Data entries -
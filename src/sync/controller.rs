use std::collections::{HashMap, HashSet};

use indexmap::{IndexMap, IndexSet};
use tracing::{debug, trace, warn};

use crate::core::{ChartId, PaneId, PixelPoint, PriceAxisId, TimeRange};
use crate::error::OverlayResult;
use crate::host::{HostChart, HostEvent, ViewportChangeReason};

use super::{SyncFlags, SyncGroup, SyncGroupId, SyncGroupStats};

/// State pushed onto a sibling chart.
#[derive(Debug, Clone, PartialEq)]
pub enum SyncUpdate {
    /// Value-space crosshair; each sibling maps it with its own scales.
    Crosshair {
        time: f64,
        price: f64,
        pane: PaneId,
        axis: PriceAxisId,
    },
    CrosshairCleared,
    TimeRange(TimeRange),
}

impl SyncUpdate {
    /// The update a notification asks for, if `flags` allow relaying it.
    #[must_use]
    pub fn from_event(event: &HostEvent, flags: SyncFlags) -> Option<Self> {
        match event {
            HostEvent::ViewportChanged(change) if flags.time_range => match change.reason {
                ViewportChangeReason::Resize => None,
                ViewportChangeReason::Pan
                | ViewportChangeReason::Zoom
                | ViewportChangeReason::RangeSet => change.visible_range.map(Self::TimeRange),
            },
            HostEvent::CrosshairMoved(Some(position)) if flags.crosshair => Some(Self::Crosshair {
                time: position.time,
                price: position.price,
                pane: position.pane,
                axis: position.axis.clone(),
            }),
            HostEvent::CrosshairMoved(None) if flags.crosshair => Some(Self::CrosshairCleared),
            HostEvent::ViewportChanged(_) | HostEvent::CrosshairMoved(_) | HostEvent::Clicked(_) => {
                None
            }
        }
    }

    /// Whether `host` already shows this state.
    #[must_use]
    pub fn is_shown_by(&self, host: &dyn HostChart) -> bool {
        match self {
            Self::TimeRange(range) => host
                .visible_time_range()
                .is_some_and(|current| current.approx_eq(*range)),
            Self::Crosshair { time, price, .. } => host.crosshair_position().is_some_and(|current| {
                (current.time - time).abs() <= VALUE_EPSILON
                    && (current.price - price).abs() <= VALUE_EPSILON
            }),
            Self::CrosshairCleared => host.crosshair_position().is_none(),
        }
    }
}

const VALUE_EPSILON: f64 = 1e-9;

/// Result of pushing one update onto a sibling.
#[derive(Debug, Clone, PartialEq)]
pub enum Applied {
    /// The sibling already showed that state and nothing was set. Hosts that
    /// report setter changes on a later drain end their echo here.
    Unchanged,
    /// Notifications the sibling emitted while the update was set. Those are
    /// echoes and are never relayed.
    Set(Vec<HostEvent>),
}

/// Charts the controller relays into.
pub trait SyncTargets {
    fn is_ready(&self, chart: ChartId) -> bool;

    fn apply(&mut self, chart: ChartId, update: &SyncUpdate) -> OverlayResult<Applied>;
}

/// Summary of one relay pass.
#[derive(Debug, Clone, Copy, PartialEq, Eq, Default)]
pub struct RelayOutcome {
    pub relayed: usize,
    pub echoes_dropped: usize,
    pub unchanged: usize,
    pub failed: usize,
}

/// Relays crosshair and visible-range changes across sync groups.
#[derive(Debug, Default)]
pub struct SyncController {
    groups: IndexMap<SyncGroupId, SyncGroup>,
    memberships: HashMap<ChartId, IndexSet<SyncGroupId>>,
}

impl SyncController {
    #[must_use]
    pub fn new() -> Self {
        Self::default()
    }

    /// Adds `chart` to `group`, creating the group with default flags.
    pub fn join(&mut self, group: SyncGroupId, chart: ChartId) -> bool {
        self.join_with_flags(group, chart, None)
    }

    /// Adds `chart` to `group`; `flags` overrides the group's flags when set.
    pub fn join_with_flags(
        &mut self,
        group: SyncGroupId,
        chart: ChartId,
        flags: Option<SyncFlags>,
    ) -> bool {
        let entry = self
            .groups
            .entry(group.clone())
            .or_insert_with(|| SyncGroup::new(group.clone(), flags.unwrap_or_default()));
        if let Some(flags) = flags {
            entry.set_flags(flags);
        }
        let inserted = entry.insert(chart);
        if inserted {
            debug!(chart_id = %chart, group = %group, "joined sync group");
            self.memberships.entry(chart).or_default().insert(group);
        }
        inserted
    }

    /// Removes `chart` from `group`; empty groups are dropped.
    pub fn leave(&mut self, group: &SyncGroupId, chart: ChartId) -> bool {
        let Some(entry) = self.groups.get_mut(group) else {
            return false;
        };
        let removed = entry.remove(chart);
        if entry.is_empty() {
            self.groups.shift_remove(group);
        }
        if let Some(groups) = self.memberships.get_mut(&chart) {
            groups.shift_remove(group);
            if groups.is_empty() {
                self.memberships.remove(&chart);
            }
        }
        if removed {
            debug!(chart_id = %chart, group = %group, "left sync group");
        }
        removed
    }

    /// Removes `chart` from every group it belongs to.
    pub fn leave_all(&mut self, chart: ChartId) -> usize {
        let groups: Vec<SyncGroupId> = self
            .memberships
            .get(&chart)
            .map(|groups| groups.iter().cloned().collect())
            .unwrap_or_default();
        groups
            .iter()
            .filter(|group| self.leave(group, chart))
            .count()
    }

    #[must_use]
    pub fn group(&self, group: &SyncGroupId) -> Option<&SyncGroup> {
        self.groups.get(group)
    }

    pub fn set_flags(&mut self, group: &SyncGroupId, flags: SyncFlags) -> bool {
        self.groups
            .get_mut(group)
            .map(|entry| entry.set_flags(flags))
            .is_some()
    }

    #[must_use]
    pub fn stats(&self, group: &SyncGroupId) -> Option<SyncGroupStats> {
        self.groups.get(group).map(SyncGroup::stats)
    }

    pub fn groups_of(&self, chart: ChartId) -> impl Iterator<Item = &SyncGroupId> + '_ {
        self.memberships.get(&chart).into_iter().flatten()
    }

    /// Relays a notification from `origin` to the Ready siblings of every
    /// group it belongs to. A sibling shared by several groups is updated
    /// once.
    pub fn on_event(
        &mut self,
        origin: ChartId,
        event: &HostEvent,
        targets: &mut dyn SyncTargets,
    ) -> RelayOutcome {
        let mut outcome = RelayOutcome::default();
        let mut visited: HashSet<ChartId> = HashSet::new();
        let groups: Vec<SyncGroupId> = self.groups_of(origin).cloned().collect();
        for group_id in groups {
            let Some(group) = self.groups.get_mut(&group_id) else {
                continue;
            };
            let Some(update) = SyncUpdate::from_event(event, group.flags()) else {
                continue;
            };
            if let Err(active) = group.begin_relay(origin) {
                group.stats_mut().echoes_suppressed += 1;
                outcome.echoes_dropped += 1;
                trace!(chart_id = %origin, group = %group_id, active = %active, "echo suppressed");
                continue;
            }
            let siblings: Vec<ChartId> = group.members().filter(|chart| *chart != origin).collect();
            for sibling in siblings {
                if !targets.is_ready(sibling) || !visited.insert(sibling) {
                    continue;
                }
                match targets.apply(sibling, &update) {
                    Ok(Applied::Unchanged) => {
                        outcome.unchanged += 1;
                        group.stats_mut().unchanged += 1;
                        trace!(chart_id = %sibling, group = %group_id, "sibling already in sync");
                    }
                    Ok(Applied::Set(echoes)) => {
                        outcome.relayed += 1;
                        outcome.echoes_dropped += echoes.len();
                        let stats = group.stats_mut();
                        stats.relays += 1;
                        stats.echoes_suppressed += echoes.len() as u64;
                    }
                    Err(err) => {
                        outcome.failed += 1;
                        group.stats_mut().failed_relays += 1;
                        warn!(chart_id = %sibling, group = %group_id, error = %err, "sync relay failed");
                    }
                }
            }
            group.finish_relay();
        }
        outcome
    }
}

/// Places a value-space crosshair on `host` using its own scales.
///
/// Falls back to the first pane and to any axis that can map `price` when the
/// sibling lacks the origin's pane or axis.
#[must_use]
pub fn sibling_crosshair_point(
    host: &dyn HostChart,
    pane: PaneId,
    axis: &PriceAxisId,
    time: f64,
    price: f64,
) -> Option<(PaneId, PixelPoint)> {
    let pane_count = host.pane_count().ok()?;
    let pane = if pane.index() < pane_count {
        pane
    } else {
        PaneId::default()
    };
    let x = host.time_to_pixel(time)?;
    let y = host.price_to_pixel(pane, axis, price).or_else(|| {
        host.price_axes()
            .ok()?
            .iter()
            .find_map(|info| host.price_to_pixel(pane, &info.id, price))
    })?;
    Some((pane, PixelPoint::new(x, y)))
}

Task item -
Where the line with "ViewportChangeReason::Pan" ends, your copy should end too; please return exactly the lines from the first line of the data through it.

Response to this task -
filename src/sync/controller.rs
use std::collections::{HashMap, HashSet};

use indexmap::{IndexMap, IndexSet};
use tracing::{debug, trace, warn};

use crate::core::{ChartId, PaneId, PixelPoint, PriceAxisId, TimeRange};
use crate::error::OverlayResult;
use crate::host::{HostChart, HostEvent, ViewportChangeReason};

use super::{SyncFlags, SyncGroup, SyncGroupId, SyncGroupStats};

/// State pushed onto a sibling chart.
#[derive(Debug, Clone, PartialEq)]
pub enum SyncUpdate {
    /// Value-space crosshair; each sibling maps it with its own scales.
    Crosshair {
        time: f64,
        price: f64,
        pane: PaneId,
        axis: PriceAxisId,
    },
    CrosshairCleared,
    TimeRange(TimeRange),
}

impl SyncUpdate {
    /// The update a notification asks for, if `flags` allow relaying it.
    #[must_use]
    pub fn from_event(event: &HostEvent, flags: SyncFlags) -> Option<Self> {
        match event {
            HostEvent::ViewportChanged(change) if flags.time_range => match change.reason {
                ViewportChangeReason::Resize => None,
                ViewportChangeReason::Pan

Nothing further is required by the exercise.